4. 6 Souls (Shelter, 2010) 2013: A box office disaster by any measure. It’s release and re-lease under a different name was bungled to embarrassment, and virtually every critic who did see it treated it like the Trayvon Martin verdict (Oh YEAH, not too soon). But this is actually a pretty solid, if not great movie (and I think it fucking is). It weaves a tale of faith vs. science as a psychologist gets mixed up in a generations old serial killer legend. A serial killer who steals souls and uses them as needed. Or is he just a legitimate case of multiple-personality disorder? Help us, Julian Moore!

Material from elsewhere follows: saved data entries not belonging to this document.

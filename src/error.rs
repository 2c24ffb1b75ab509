use thiserror::Error;

#[derive(Debug, Error)]
pub enum Error {
    #[error("database error: {0}")]
    Database(#[from] rusqlite::Error),

    #[error("serialization error: {0}")]
    Serialization(#[from] serde_json::Error),

    #[error("io error: {0}")]
    Io(#[from] std::io::Error),

    #[error("invalid configuration: {0}")]
    Config(String),

    /// Ciphertext did not verify against the active key. Carries no key or
    /// ciphertext material.
    #[error("secret could not be decrypted")]
    Decryption,

    #[error("encryption failed: {0}")]
    Crypto(String),

    #[error("not found")]
    NotFound,

    #[error("bad request: {0}")]
    BadRequest(String),

    #[error("customization disabled: {0}")]
    CustomizationDisabled(String),
}

pub type Result<T> = std::result::Result<T, Error>;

5. Lunopolis (2009): THIS movie. Jesus. You will love it or hate it, but I really dug it. In the found-footage format (stay with me), two documentary filmmakers stumble upon a time-traveling, moon-worshipping cult just in time to try to prevent a world-ending prophecy that may have all ready happened…a bunch of times. That’s not even the weirdest shit. It was done on the super cheap so the acting is serviceable and some dialogue is kinda forced, a few scenes were obviously shoe-horned into the story on-the-fly to move it along faster-complete with long-winded monologues that explain what they don’t have time to explain with the story..but…BUT….it’s pretty fucking cool. You can find it on Netflix or maybe on DVD if you dig. Probably find it online for free also. Sci-fi, bitches.